Parmi les femmes ayant subi des violences sexuelles et sexistes au cours des 12 derniers mois, voici les agressions les plus courantes :

  • 39% ont été victimes d’outrages sexistes et sexuels
  • 19% ont subi du harcèlement sexuel
  • 15% ont été victimes d’agression sexuelle
  • 13% ont été confrontées à de l’exhibition sexuelle
  • 6% ont subi un viol ou une tentative de viol
Couverture livre blanc sujets sensibles dans les études



    Un sentiment d’insécurité omniprésent

    Prendre les transports en commun peut s’avérer être source de stress pour les femmes. 80% des utilisatrices déclarent rester en alerte lorsqu’elles prennent les transports. Plus précisément :

    • 28% des femmes ne sont pas rassurées sur les quais
    • 38% des femmes ne sont pas rassurées à bord des trains du réseau Île-de-France

    Pour le réseau de surface (bus et tramway), 43% des répondantes ne sont pas rassurées aux arrêts et 31% ne sont pas rassurées à bord.

    Le sentiment d’insécurité est plus fort en soirée, avec 64% des femmes qui ne se sentent pas rassurées entre 19h30 et 22h. Un chiffre qui monte à 81% entre 22h et 00h. Même tôt le matin, 45% des usagères ne se sentent pas en sécurité avant 7h30.

    Des stratégies pour éviter les violences

    Face à cette insécurité, les femmes victimes de violences dans les transports en commun adoptent divers comportements pour réduire les risques :

    • Elles adaptent leur tenue :
      • 60% évitent les transports en fonction de leur tenue
      • 68% adaptent leur tenue quand elles empruntent les transports en commun
    • 83% se placent dos aux portes ou aux murs quand elles sont debout et 85% préfèrent les sièges
    • 93% préfèrent les places assises à côté d’une femme, d’un couple ou d’une famille, plutôt qu’à côté d’un homme seul
    • 93% adoptent une posture volontairement fermée

    Conséquences psychologiques

    Les violences subies ont un impact profond sur la santé mentale des victimes :

    • 70% ressentent de la colère
    • 34% éprouvent de la honte
    • 26% souffrent de tristesse ou de déprime
    • 30% ont peur de sortir après une agression
    • 23% ressentent un besoin d’isolement
    • 19% ont eu des difficultés dans leur travail ou leurs études

    Quelles réactions face aux agressions ?

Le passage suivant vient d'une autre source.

//! Skyhop - An endless vertical platformer with a shared leaderboard
//!
//! Core modules:
//! - `sim`: Frame simulation (physics, landing, platform field, camera)
//! - `game`: Run lifecycle driven by the frame loop
//! - `leaderboard`: Score records, ranking, storage and submission
//! - `server`: HTTP endpoint for the leaderboard (native only)
//! - `platform`: Browser/native platform abstraction
//! - `settings`: Data-driven gameplay tuning

pub mod game;
pub mod leaderboard;
pub mod platform;
#[cfg(not(target_arch = "wasm32"))]
pub mod server;
pub mod settings;
pub mod sim;

pub use game::{FrameStatus, Session};
pub use leaderboard::{LeaderboardClient, LeaderboardEntry};
pub use settings::Tuning;

/// Fixed protocol constants. Gameplay knobs live in `Tuning`.
pub mod consts {
    /// Entries kept on the leaderboard
    pub const LEADERBOARD_SIZE: usize = 10;
    /// Longest accepted player name, in characters
    pub const MAX_NAME_LEN: usize = 15;
    /// Name stored when the player leaves it blank
    pub const DEFAULT_PLAYER_NAME: &str = "Anonymous";
    /// Where the browser build reaches the leaderboard
    pub const LEADERBOARD_ENDPOINT: &str = "/scores";
}
//! Leaderboard HTTP endpoint
//!
//! `GET /scores` lists the top ten, `POST /scores` stores a submission,
//! `OPTIONS /scores` answers preflight. CORS is open to every origin. Store
//! access is blocking file IO, so it runs on tokio's blocking pool.

use std::path::PathBuf;
use std::sync::Arc;

use axum::Router;
use axum::body::Bytes;
use axum::extract::State;
use axum::http::StatusCode;
use axum::response::{IntoResponse, Json, Response};
use axum::routing::get;
use serde_json::json;
use tower_http::cors::CorsLayer;

use crate::consts::LEADERBOARD_SIZE;
use crate::leaderboard::service;
use crate::leaderboard::{LeaderboardError, ScoreStore};

/// Listener and storage settings, read from the environment
#[derive(Debug, Clone, PartialEq, Eq)]
pub struct ServerConfig {
    pub bind: String,
    pub port: u16,
    pub data_dir: PathBuf,
}

impl Default for ServerConfig {
    fn default() -> Self {
        Self {
            bind: "0.0.0.0".to_string(),
            port: 3000,
            data_dir: PathBuf::from("./leaderboard"),
        }
    }
}

impl ServerConfig {
    pub const PORT_VAR: &'static str = "SKYHOP_PORT";
    pub const DATA_DIR_VAR: &'static str = "SKYHOP_DATA_DIR";
    pub const BIND_VAR: &'static str = "SKYHOP_BIND";

    pub fn from_env() -> Self {
        Self::from_vars(|key| std::env::var(key).ok())
    }

    /// Build from a variable lookup; unset or unparsable values keep their defaults
    pub fn from_vars(lookup: impl Fn(&str) -> Option<String>) -> Self {
        let defaults = Self::default();
        Self {
            bind: lookup(Self::BIND_VAR).unwrap_or(defaults.bind),
            port: lookup(Self::PORT_VAR)
                .and_then(|p| p.parse::<u16>().ok())
                .unwrap_or(defaults.port),
            data_dir: lookup(Self::DATA_DIR_VAR)
                .map(PathBuf::from)
                .unwrap_or(defaults.data_dir),
        }
    }

    pub fn addr(&self) -> String {
        format!("{}:{}", self.bind, self.port)
    }
}

/// Build the `/scores` router over a store
pub fn router<S: ScoreStore + 'static>(store: Arc<S>) -> Router {
    Router::new()
        .route(
            "/scores",
            get(get_scores::<S>).post(post_score::<S>).options(preflight),
        )
        .layer(CorsLayer::permissive())
        .with_state(store)
}

async fn blocking<T, F>(f: F) -> Result<T, LeaderboardError>
where
    T: Send + 'static,
    F: FnOnce() -> Result<T, LeaderboardError> + Send + 'static,
{
    tokio::task::spawn_blocking(f)
        .await
        .map_err(|e| LeaderboardError::Transport(format!("store task failed: {e}")))?
}

fn error_response(err: LeaderboardError) -> Response {
    let status = match err {
        LeaderboardError::Validation(_) => StatusCode::BAD_REQUEST,
        _ => {
            log::error!("Leaderboard request failed: {err}");
            StatusCode::INTERNAL_SERVER_ERROR
        }
    };
    (status, Json(json!({ "error": err.to_string() }))).into_response()
}

async fn get_scores<S: ScoreStore + 'static>(State(store): State<Arc<S>>) -> Response {
    match blocking(move || service::list_scores(store.as_ref(), LEADERBOARD_SIZE)).await {
        Ok(scores) => Json(json!({ "scores": scores })).into_response(),
        Err(e) => error_response(e),
    }
}

async fn post_score<S: ScoreStore + 'static>(State(store): State<Arc<S>>, body: Bytes) -> Response {
    let submission = match service::parse_submission(&body) {
        Ok(submission) => submission,
        Err(e) => return error_response(e),
    };

    let result = blocking(move || {
        service::submit_score(
            store.as_ref(),
            &submission,
            crate::platform::now_millis(),
            &mut rand::rng(),
        )
    })
    .await;

    match result {
        Ok(entry) => Json(json!({ "success": true, "score": entry })).into_response(),
        Err(e) => error_response(e),
    }
}

async fn preflight() -> StatusCode {
    StatusCode::OK
}
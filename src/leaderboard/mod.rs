//! Leaderboard: records, ranking, storage and the submission protocol
//!
//! - `record`/`board`: the entry type and the ranked top-N
//! - `store`/`service`: server side, one immutable resource per submission
//! - `api`/`client`: game side, async transport plus the cached board

pub mod api;
pub mod board;
pub mod client;
pub mod error;
pub mod record;
pub mod service;
pub mod store;

#[cfg(target_arch = "wasm32")]
pub use api::HttpApi;
pub use api::{LeaderboardApi, LocalApi};
pub use board::Leaderboard;
pub use client::LeaderboardClient;
pub use error::{LeaderboardError, SubmissionError};
pub use record::LeaderboardEntry;
pub use service::ScoreSubmission;
pub use store::{DirStore, MemoryStore, ScoreStore};
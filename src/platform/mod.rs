//! Platform abstraction layer
//!
//! Handles browser/native differences for:
//! - Frame timing (wall-clock deltas from `requestAnimationFrame`)
//! - Keyboard mapping onto `InputState`
//! - Wall-clock milliseconds for leaderboard stamps

use crate::sim::InputState;

/// Delta assumed for the very first frame
pub const FIRST_FRAME_DT: f32 = 1.0 / 60.0;

/// Turns successive frame timestamps into capped deltas
#[derive(Debug, Clone)]
pub struct FrameClock {
    last: Option<f64>,
    max_dt: f32,
}

impl FrameClock {
    pub fn new(max_dt: f32) -> Self {
        Self { last: None, max_dt }
    }

    /// Seconds since the previous timestamp (milliseconds), clamped to `[0, max_dt]`
    pub fn delta(&mut self, timestamp_ms: f64) -> f32 {
        let dt = match self.last {
            Some(last) => ((timestamp_ms - last) / 1000.0) as f32,
            None => FIRST_FRAME_DT,
        };
        self.last = Some(timestamp_ms);
        dt.clamp(0.0, self.max_dt)
    }

    /// Forget the previous timestamp, e.g. when a new run starts after a pause
    pub fn reset(&mut self) {
        self.last = None;
    }
}

/// Apply a `KeyboardEvent.key` value; returns false for unmapped keys
pub fn apply_key(input: &mut InputState, key: &str, pressed: bool) -> bool {
    match key {
        "ArrowLeft" | "a" | "A" => input.left = pressed,
        "ArrowRight" | "d" | "D" => input.right = pressed,
        "ArrowUp" | "w" | "W" | " " => input.jump = pressed,
        _ => return false,
    }
    true
}

/// Wall-clock Unix milliseconds
#[cfg(target_arch = "wasm32")]
pub fn now_millis() -> u64 {
    js_sys::Date::now() as u64
}

/// Wall-clock Unix milliseconds
#[cfg(not(target_arch = "wasm32"))]
pub fn now_millis() -> u64 {
    std::time::SystemTime::now()
        .duration_since(std::time::UNIX_EPOCH)
        .map(|d| d.as_millis() as u64)
        .unwrap_or(0)
}
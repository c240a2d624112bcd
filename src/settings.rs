//! Gameplay tuning
//!
//! Every physics, generation and difficulty knob lives here so a run can be
//! rebalanced without touching the simulation. Stored as JSON in LocalStorage
//! on web; native builds use the defaults.

use serde::{Deserialize, Serialize};
use thiserror::Error;

/// Errors raised while loading stored tuning
#[derive(Debug, Error)]
pub enum ConfigError {
    #[error("failed to parse tuning: {0}")]
    Parse(#[from] serde_json::Error),
    #[error("invalid tuning: {0}")]
    Invalid(String),
}

/// Gameplay tuning (world units, seconds)
#[derive(Debug, Clone, PartialEq, Serialize, Deserialize)]
#[serde(default)]
pub struct Tuning {
    // === Player movement ===
    /// Horizontal speed while a direction key is held (snapped, not accelerated)
    pub max_move_speed: f32,
    /// Horizontal acceleration. Kept as a knob; movement currently snaps to
    /// `max_move_speed`.
    pub move_acceleration: f32,
    /// Per-frame velocity.x multiplier with no key held, on a platform
    pub ground_friction: f32,
    /// Per-frame velocity.x multiplier with no key held, airborne
    pub air_friction: f32,
    /// |velocity.x| below this snaps to zero
    pub stop_threshold: f32,
    /// Downward acceleration (units/s²)
    pub gravity: f32,
    /// Maximum fall speed (positive number)
    pub terminal_velocity: f32,
    /// Upward velocity set on jump
    pub jump_impulse: f32,
    /// Player x is clamped to ±this
    pub horizontal_limit: f32,
    /// Player half width
    pub player_half_width: f32,
    /// Player half height
    pub player_half_height: f32,
    /// Lean angle per unit of horizontal velocity (radians)
    pub tilt_factor: f32,
    /// Exponential smoothing factor toward the target lean (0-1)
    pub tilt_smoothing: f32,

    // === Collision ===
    /// Extra depth below a platform's bottom face that still counts as landing
    pub landing_tolerance: f32,

    // === Platforms ===
    pub platform_half_width: f32,
    pub platform_half_height: f32,
    pub platform_half_depth: f32,
    /// Half width of the wide start platform at y = 0
    pub start_platform_half_width: f32,
    /// Platforms generated above the start platform on a fresh run
    pub initial_platforms: usize,
    pub min_spacing: f32,
    pub max_spacing: f32,
    /// Platform x is sampled from ±this
    pub horizontal_range: f32,
    /// The field is extended until it reaches camera_y + this
    pub lookahead_margin: f32,
    /// Platforms below camera_y - this are retired
    pub removal_margin: f32,

    // === Difficulty ===
    /// Camera climb per frame at the start of a run (units)
    pub initial_scroll_speed: f32,
    /// Per-frame climb gained per second of run time
    pub scroll_increment: f32,
    /// Per-frame climb cap
    pub max_scroll_speed: f32,
    /// Player below camera_y - this ends the run
    pub death_margin: f32,
    /// Score points per unit of camera height
    pub score_scale: f32,

    // === Frame loop ===
    /// Wall-clock frame delta cap (seconds)
    pub max_frame_dt: f32,
}

impl Default for Tuning {
    fn default() -> Self {
        Self {
            max_move_speed: 8.0,
            move_acceleration: 40.0,
            ground_friction: 0.8,
            air_friction: 0.95,
            stop_threshold: 0.01,
            gravity: 30.0,
            terminal_velocity: 20.0,
            jump_impulse: 14.0,
            horizontal_limit: 8.0,
            player_half_width: 0.4,
            player_half_height: 0.5,
            tilt_factor: 0.05,
            tilt_smoothing: 0.15,

            landing_tolerance: 0.3,

            platform_half_width: 1.5,
            platform_half_height: 0.15,
            platform_half_depth: 1.0,
            start_platform_half_width: 6.0,
            initial_platforms: 20,
            min_spacing: 1.5,
            max_spacing: 2.8,
            horizontal_range: 6.0,
            lookahead_margin: 20.0,
            removal_margin: 12.0,

            initial_scroll_speed: 0.01,
            scroll_increment: 0.000_333,
            max_scroll_speed: 0.05,
            death_margin: 10.0,
            score_scale: 10.0,

            max_frame_dt: 0.1,
        }
    }
}

impl Tuning {
    /// Check the relationships the simulation relies on
    pub fn validate(&self) -> Result<(), ConfigError> {
        if self.min_spacing <= 0.0 || self.min_spacing > self.max_spacing {
            return Err(ConfigError::Invalid(format!(
                "spacing range [{}, {}] must be positive and ordered",
                self.min_spacing, self.max_spacing
            )));
        }
        // A gap this large could leave the camera window without a platform.
        if self.max_spacing >= self.lookahead_margin + self.removal_margin {
            return Err(ConfigError::Invalid(format!(
                "max_spacing {} must be below lookahead + removal margins ({})",
                self.max_spacing,
                self.lookahead_margin + self.removal_margin
            )));
        }
        if self.initial_scroll_speed <= 0.0 || self.initial_scroll_speed > self.max_scroll_speed {
            return Err(ConfigError::Invalid(format!(
                "scroll speeds must satisfy 0 < initial ({}) <= max ({})",
                self.initial_scroll_speed, self.max_scroll_speed
            )));
        }
        if self.scroll_increment < 0.0 {
            return Err(ConfigError::Invalid("scroll_increment must not be negative".into()));
        }
        if self.gravity <= 0.0 || self.terminal_velocity <= 0.0 {
            return Err(ConfigError::Invalid(
                "gravity and terminal_velocity must be positive".into(),
            ));
        }
        if self.max_frame_dt <= 0.0 {
            return Err(ConfigError::Invalid("max_frame_dt must be positive".into()));
        }
        for (name, value) in [
            ("horizontal_range", self.horizontal_range),
            ("horizontal_limit", self.horizontal_limit),
        ] {
            if value < 0.0 || value.is_nan() {
                return Err(ConfigError::Invalid(format!("{name} must not be negative")));
            }
        }
        for (name, value) in [
            ("lookahead_margin", self.lookahead_margin),
            ("removal_margin", self.removal_margin),
            ("death_margin", self.death_margin),
            ("player_half_width", self.player_half_width),
            ("player_half_height", self.player_half_height),
            ("platform_half_width", self.platform_half_width),
            ("platform_half_height", self.platform_half_height),
            ("start_platform_half_width", self.start_platform_half_width),
        ] {
            if value <= 0.0 || value.is_nan() {
                return Err(ConfigError::Invalid(format!("{name} must be positive")));
            }
        }
        for (name, value) in [
            ("ground_friction", self.ground_friction),
            ("air_friction", self.air_friction),
            ("tilt_smoothing", self.tilt_smoothing),
        ] {
            if !(0.0..=1.0).contains(&value) {
                return Err(ConfigError::Invalid(format!("{name} must be within [0, 1]")));
            }
        }
        Ok(())
    }

    /// Parse and validate a JSON tuning document (missing fields use defaults)
    pub fn from_json(json: &str) -> Result<Self, ConfigError> {
        let tuning: Tuning = serde_json::from_str(json)?;
        tuning.validate()?;
        Ok(tuning)
    }

    /// LocalStorage key
    #[cfg(target_arch = "wasm32")]
    const STORAGE_KEY: &'static str = "skyhop_tuning";

    /// Load tuning from LocalStorage, falling back to defaults (WASM only)
    #[cfg(target_arch = "wasm32")]
    pub fn load() -> Self {
        let storage = web_sys::window()
            .and_then(|w| w.local_storage().ok())
            .flatten();

        if let Some(storage) = storage {
            if let Ok(Some(json)) = storage.get_item(Self::STORAGE_KEY) {
                match Self::from_json(&json) {
                    Ok(tuning) => {
                        log::info!("Loaded tuning from LocalStorage");
                        return tuning;
                    }
                    Err(e) => log::warn!("Ignoring stored tuning: {e}"),
                }
            }
        }

        Self::default()
    }
}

    Peu de signalements aux autorités

    Malgré les conséquences que ces violences peuvent causer, seulement 7% des femmes agressées ont déposé une plainte officielle, 11% des femmes ont sollicité un agent RATP contre 67% des personnes interrogées qui n’ont jamais sollicité d’aide ni engagé d’action.

    En revanche, 81% des victimes ont relaté les faits auprès d’une personne tierce :

    • 74% des femmes en ont parlé à des proches
    • 16% en ont parlé à des professionnels de santé, à des policières, policiers ou gendarmes

    Toutefois, lorsque les victimes sollicitent un agent RATP, 4 femmes sur 5 déclarent avoir été suffisamment prises en charge, écoutées ou comprises par l’agent.

    Intervention des témoins

    Seules 23% des victimes ont déclaré avoir été aidées par une tierce personne lors d’une agression dans les transports en commun.

    Des dispositifs encore peu connus

    Le numéro d’assistance 3117 / 31117

    Ce numéro permet d’alerter en cas d’agression dans les transports en commun. 51% des répondantes connaissent ce dispositif. Alors que 12% des victimes l’ont déjà utilisé, 63% des répondantes pensent qu’elles ne doivent l’utiliser qu’en cas d’extrême urgence.

    Les bornes d’appel à quai

    Autre dispositif mis en place par la RATP : les bornes d’appel sur les quais qui permettent aussi d’alerter en cas d’agression. 58% des femmes connaissent l’existence de ce dispositif et 10% l’ont déjà utilisé. Comme pour le numéro d’assistance, un grand nombre de répondantes (74%) pensent qu’elles ne doivent l’utiliser qu’en cas d’extrême urgence.